### Exercise aim
Word for word, print every entry below.

'''

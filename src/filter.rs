use std::collections::HashSet;

/// Predicate over record metadata.
///
/// All dimensions are optional and combine with AND. Time bounds are
/// inclusive on both ends.
#[derive(Debug, Clone, Default, PartialEq, Eq)]
pub struct RecordFilter {
    topics: Option<HashSet<String>>,
    start_ns: Option<i64>,
    end_ns: Option<i64>,
}

impl RecordFilter {
    pub fn new() -> Self {
        Self::default()
    }

    /// Keep only records on one of `topics`. An empty set matches nothing.
    pub fn topics<I, S>(mut self, topics: I) -> Self
    where
        I: IntoIterator<Item = S>,
        S: Into<String>,
    {
        self.topics = Some(topics.into_iter().map(Into::into).collect());
        self
    }

    pub fn topic(mut self, topic: impl Into<String>) -> Self {
        self.topics
            .get_or_insert_with(HashSet::new)
            .insert(topic.into());
        self
    }

    pub fn start_ns(mut self, start_ns: i64) -> Self {
        self.start_ns = Some(start_ns);
        self
    }

    pub fn end_ns(mut self, end_ns: i64) -> Self {
        self.end_ns = Some(end_ns);
        self
    }

    pub fn time_range(self, start_ns: i64, end_ns: i64) -> Self {
        self.start_ns(start_ns).end_ns(end_ns)
    }

    pub fn topic_set(&self) -> Option<&HashSet<String>> {
        self.topics.as_ref()
    }

    pub fn bounds(&self) -> (Option<i64>, Option<i64>) {
        (self.start_ns, self.end_ns)
    }

    pub fn is_unbounded(&self) -> bool {
        self.topics.is_none() && self.start_ns.is_none() && self.end_ns.is_none()
    }

    pub fn matches(&self, topic: &str, time_ns: i64) -> bool {
        if let Some(topics) = &self.topics {
            if !topics.contains(topic) {
                return false;
            }
        }
        if self.start_ns.is_some_and(|start| time_ns < start) {
            return false;
        }
        if self.end_ns.is_some_and(|end| time_ns > end) {
            return false;
        }
        true
    }
}

#[cfg(test)]
mod tests {
    use super::*;

    #[test]
    fn default_matches_everything() {
        let filter = RecordFilter::new();
        assert!(filter.is_unbounded());
        assert!(filter.matches("/any", i64::MIN));
        assert!(filter.matches("/any", i64::MAX));
    }

    #[test]
    fn topic_membership() {
        let filter = RecordFilter::new().topics(["/a", "/b"]);
        assert!(filter.matches("/a", 0));
        assert!(filter.matches("/b", 0));
        assert!(!filter.matches("/c", 0));

        let none = RecordFilter::new().topics(Vec::<String>::new());
        assert!(!none.matches("/a", 0));
    }

    #[test]
    fn bounds_are_inclusive() {
        let filter = RecordFilter::new().time_range(10, 20);
        assert!(!filter.matches("/a", 9));
        assert!(filter.matches("/a", 10));
        assert!(filter.matches("/a", 20));
        assert!(!filter.matches("/a", 21));
    }

    #[test]
    fn dimensions_combine_with_and() {
        let filter = RecordFilter::new().topic("/a").start_ns(5);
        assert!(filter.matches("/a", 5));
        assert!(!filter.matches("/a", 4));
        assert!(!filter.matches("/b", 6));
    }
}
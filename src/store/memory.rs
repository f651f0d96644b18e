use crate::catalog::TopicDescriptor;
use crate::config::StorageId;
use crate::store::{ContainerStore, RawEntry};
use crate::{Error, Result};

/// Container held entirely in memory.
///
/// Entries are returned in insertion order. Useful as a stand-in for an
/// on-disk container in tests and when entries come from another source.
#[derive(Debug, Clone, Default)]
pub struct MemoryStore {
    topics: Vec<TopicDescriptor>,
    entries: Vec<RawEntry>,
    position: usize,
    closed: bool,
}

impl MemoryStore {
    pub fn new() -> Self {
        Self::default()
    }

    pub fn with_topic(mut self, name: &str, type_name: &str, serialization: &str) -> Self {
        self.add_topic(TopicDescriptor::new(name, type_name, serialization));
        self
    }

    pub fn add_topic(&mut self, descriptor: TopicDescriptor) {
        self.topics.push(descriptor);
    }

    /// Append an entry. The topic's message count is bumped when known;
    /// entries for undeclared topics are kept as-is.
    pub fn push(&mut self, topic: &str, payload: Vec<u8>, time_ns: i64) {
        if let Some(descriptor) = self.topics.iter_mut().find(|t| t.name == topic) {
            descriptor.message_count += 1;
        }
        self.entries.push(RawEntry {
            topic_name: topic.to_string(),
            payload,
            time_ns,
        });
    }

    pub fn len(&self) -> usize {
        self.entries.len()
    }

    pub fn is_empty(&self) -> bool {
        self.entries.is_empty()
    }

    fn ensure_open(&self) -> Result<()> {
        if self.closed {
            return Err(Error::ReaderClosed);
        }
        Ok(())
    }
}

impl ContainerStore for MemoryStore {
    fn storage_id(&self) -> StorageId {
        StorageId::Memory
    }

    fn metadata(&self) -> Result<Vec<TopicDescriptor>> {
        self.ensure_open()?;
        Ok(self.topics.clone())
    }

    fn rewind(&mut self) -> Result<()> {
        self.ensure_open()?;
        self.position = 0;
        Ok(())
    }

    fn next_entry(&mut self) -> Result<Option<RawEntry>> {
        self.ensure_open()?;
        let entry = self.entries.get(self.position).cloned();
        if entry.is_some() {
            self.position += 1;
        }
        Ok(entry)
    }

    fn close(&mut self) -> Result<()> {
        self.closed = true;
        self.entries.clear();
        Ok(())
    }
}
//! Payload decoding.
//!
//! A [`PayloadDecoder`] turns an opaque payload plus a resolved
//! [`FieldLayout`](crate::schema::FieldLayout) into ordered [`Fields`].
//! Decoders are pure: no I/O and no shared mutable state.

mod cdr;
mod value;

use crate::config::SerializationFormat;
use crate::schema::FieldLayout;

pub use cdr::CdrDecoder;
pub use value::{Fields, Value};

#[derive(Debug, Clone, PartialEq, Eq, thiserror::Error)]
pub enum DecodeError {
    #[error("truncated at byte {offset}: need {needed} bytes, {remaining} remaining")]
    Truncated {
        offset: usize,
        needed: usize,
        remaining: usize,
    },
    #[error("{remaining} unconsumed bytes after byte {offset}")]
    TrailingBytes { offset: usize, remaining: usize },
    #[error("field {field}: unsupported kind {kind}")]
    UnsupportedKind { field: String, kind: String },
    #[error("invalid utf-8 in string at byte {offset}")]
    InvalidUtf8 { offset: usize },
    #[error("unsupported encapsulation 0x{id:04x}")]
    UnsupportedEncapsulation { id: u16 },
    #[error("field {field}: {len} elements exceed bound {bound}")]
    BoundExceeded {
        field: String,
        len: usize,
        bound: usize,
    },
}

pub trait PayloadDecoder: Send + Sync {
    fn decode(&self, payload: &[u8], layout: &FieldLayout) -> Result<Fields, DecodeError>;
}

/// Decoder variant for a serialization format identifier.
pub fn decoder_for(format: SerializationFormat) -> Box<dyn PayloadDecoder> {
    match format {
        SerializationFormat::Cdr => Box::new(CdrDecoder),
    }
}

'''

### Output for this exercise
filename src/filter.rs
use std::collections::HashSet;

/// Predicate over record metadata.
///
/// All dimensions are optional and combine with AND. Time bounds are
/// inclusive on both ends.
#[derive(Debug, Clone, Default, PartialEq, Eq)]
pub struct RecordFilter {
    topics: Option<HashSet<String>>,
    start_ns: Option<i64>,
    end_ns: Option<i64>,
}

impl RecordFilter {
    pub fn new() -> Self {
        Self::default()
    }

    /// Keep only records on one of `topics`. An empty set matches nothing.
    pub fn topics<I, S>(mut self, topics: I) -> Self
    where
        I: IntoIterator<Item = S>,
        S: Into<String>,
    {
        self.topics = Some(topics.into_iter().map(Into::into).collect());
        self
    }

    pub fn topic(mut self, topic: impl Into<String>) -> Self {
        self.topics
            .get_or_insert_with(HashSet::new)
            .insert(topic.into());
        self
    }

    pub fn start_ns(mut self, start_ns: i64) -> Self {
        self.start_ns = Some(start_ns);
        self
    }

    pub fn end_ns(mut self, end_ns: i64) -> Self {
        self.end_ns = Some(end_ns);
        self
    }

    pub fn time_range(self, start_ns: i64, end_ns: i64) -> Self {
        self.start_ns(start_ns).end_ns(end_ns)
    }

    pub fn topic_set(&self) -> Option<&HashSet<String>> {
        self.topics.as_ref()
    }

    pub fn bounds(&self) -> (Option<i64>, Option<i64>) {
        (self.start_ns, self.end_ns)
    }

    pub fn is_unbounded(&self) -> bool {
        self.topics.is_none() && self.start_ns.is_none() && self.end_ns.is_none()
    }

    pub fn matches(&self, topic: &str, time_ns: i64) -> bool {
        if let Some(topics) = &self.topics {
            if !topics.contains(topic) {
                return false;
            }
        }
        if self.start_ns.is_some_and(|start| time_ns < start) {
            return false;
        }
        if self.end_ns.is_some_and(|end| time_ns > end) {
            return false;
        }
        true
    }
}

#[cfg(test)]
mod tests {
    use super::*;

    #[test]
    fn default_matches_everything() {
        let filter = RecordFilter::new();
        assert!(filter.is_unbounded());
        assert!(filter.matches("/any", i64::MIN));
        assert!(filter.matches("/any", i64::MAX));
    }

    #[test]
    fn topic_membership() {
        let filter = RecordFilter::new().topics(["/a", "/b"]);
        assert!(filter.matches("/a", 0));
        assert!(filter.matches("/b", 0));
        assert!(!filter.matches("/c", 0));

        let none = RecordFilter::new().topics(Vec::<String>::new());
        assert!(!none.matches("/a", 0));
    }

    #[test]
    fn bounds_are_inclusive() {
        let filter = RecordFilter::new().time_range(10, 20);
        assert!(!filter.matches("/a", 9));
        assert!(filter.matches("/a", 10));
        assert!(filter.matches("/a", 20));
        assert!(!filter.matches("/a", 21));
    }

    #[test]
    fn dimensions_combine_with_and() {
        let filter = RecordFilter::new().topic("/a").start_ns(5);
        assert!(filter.matches("/a", 5));
        assert!(!filter.matches("/a", 4));
        assert!(!filter.matches("/b", 6));
    }
}
filename src/store/memory.rs
repository f651f0d96644b18e
use crate::catalog::TopicDescriptor;
use crate::config::StorageId;
use crate::store::{ContainerStore, RawEntry};
use crate::{Error, Result};

/// Container held entirely in memory.
///
/// Entries are returned in insertion order. Useful as a stand-in for an
/// on-disk container in tests and when entries come from another source.
#[derive(Debug, Clone, Default)]
pub struct MemoryStore {
    topics: Vec<TopicDescriptor>,
    entries: Vec<RawEntry>,
    position: usize,
    closed: bool,
}

impl MemoryStore {
    pub fn new() -> Self {
        Self::default()
    }

    pub fn with_topic(mut self, name: &str, type_name: &str, serialization: &str) -> Self {
        self.add_topic(TopicDescriptor::new(name, type_name, serialization));
        self
    }

    pub fn add_topic(&mut self, descriptor: TopicDescriptor) {
        self.topics.push(descriptor);
    }

    /// Append an entry. The topic's message count is bumped when known;
    /// entries for undeclared topics are kept as-is.
    pub fn push(&mut self, topic: &str, payload: Vec<u8>, time_ns: i64) {
        if let Some(descriptor) = self.topics.iter_mut().find(|t| t.name == topic) {
            descriptor.message_count += 1;
        }
        self.entries.push(RawEntry {
            topic_name: topic.to_string(),
            payload,
            time_ns,
        });
    }

    pub fn len(&self) -> usize {
        self.entries.len()
    }

    pub fn is_empty(&self) -> bool {
        self.entries.is_empty()
    }

    fn ensure_open(&self) -> Result<()> {
        if self.closed {
            return Err(Error::ReaderClosed);
        }
        Ok(())
    }
}

impl ContainerStore for MemoryStore {
    fn storage_id(&self) -> StorageId {
        StorageId::Memory
    }

    fn metadata(&self) -> Result<Vec<TopicDescriptor>> {
        self.ensure_open()?;
        Ok(self.topics.clone())
    }

    fn rewind(&mut self) -> Result<()> {
        self.ensure_open()?;
        self.position = 0;
        Ok(())
    }

    fn next_entry(&mut self) -> Result<Option<RawEntry>> {
        self.ensure_open()?;
        let entry = self.entries.get(self.position).cloned();
        if entry.is_some() {
            self.position += 1;
        }
        Ok(entry)
    }

    fn close(&mut self) -> Result<()> {
        self.closed = true;
        self.entries.clear();
        Ok(())
    }
}
//! Payload decoding.
//!
//! A [`PayloadDecoder`] turns an opaque payload plus a resolved
//! [`FieldLayout`](crate::schema::FieldLayout) into ordered [`Fields`].
//! Decoders are pure: no I/O and no shared mutable state.

mod cdr;
mod value;

use crate::config::SerializationFormat;
use crate::schema::FieldLayout;

pub use cdr::CdrDecoder;
pub use value::{Fields, Value};

#[derive(Debug, Clone, PartialEq, Eq, thiserror::Error)]
pub enum DecodeError {
    #[error("truncated at byte {offset}: need {needed} bytes, {remaining} remaining")]
    Truncated {
        offset: usize,
        needed: usize,
        remaining: usize,
    },
    #[error("{remaining} unconsumed bytes after byte {offset}")]
    TrailingBytes { offset: usize, remaining: usize },
    #[error("field {field}: unsupported kind {kind}")]
    UnsupportedKind { field: String, kind: String },
    #[error("invalid utf-8 in string at byte {offset}")]
    InvalidUtf8 { offset: usize },
    #[error("unsupported encapsulation 0x{id:04x}")]
    UnsupportedEncapsulation { id: u16 },
    #[error("field {field}: {len} elements exceed bound {bound}")]
    BoundExceeded {
        field: String,
        len: usize,
        bound: usize,
    },
}

pub trait PayloadDecoder: Send + Sync {
    fn decode(&self, payload: &[u8], layout: &FieldLayout) -> Result<Fields, DecodeError>;
}

/// Decoder variant for a serialization format identifier.
pub fn decoder_for(format: SerializationFormat) -> Box<dyn PayloadDecoder> {
    match format {
        SerializationFormat::Cdr => Box::new(CdrDecoder),
    }
}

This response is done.